Top of Extracted material
#[cfg(not(feature = "std"))]
use alloc::collections::{BTreeMap, BTreeSet};
#[cfg(feature = "std")]
use std::collections::{HashMap, HashSet};

use crate::ItemId;

/// Set of stable item ids.
///
/// Hash-based with `std`, ordered without it.
#[cfg(feature = "std")]
pub type IdSet = HashSet<ItemId>;
#[cfg(not(feature = "std"))]
pub type IdSet = BTreeSet<ItemId>;

/// Map keyed by stable item id.
#[cfg(feature = "std")]
pub type IdMap<V> = HashMap<ItemId, V>;
#[cfg(not(feature = "std"))]
pub type IdMap<V> = BTreeMap<ItemId, V>;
Bottom of Extracted material
Every line of the material above that includes the string "BTreeMap" is required.

use alloc::collections::{BTreeMap, BTreeSet};
pub type IdMap<V> = BTreeMap<ItemId, V>;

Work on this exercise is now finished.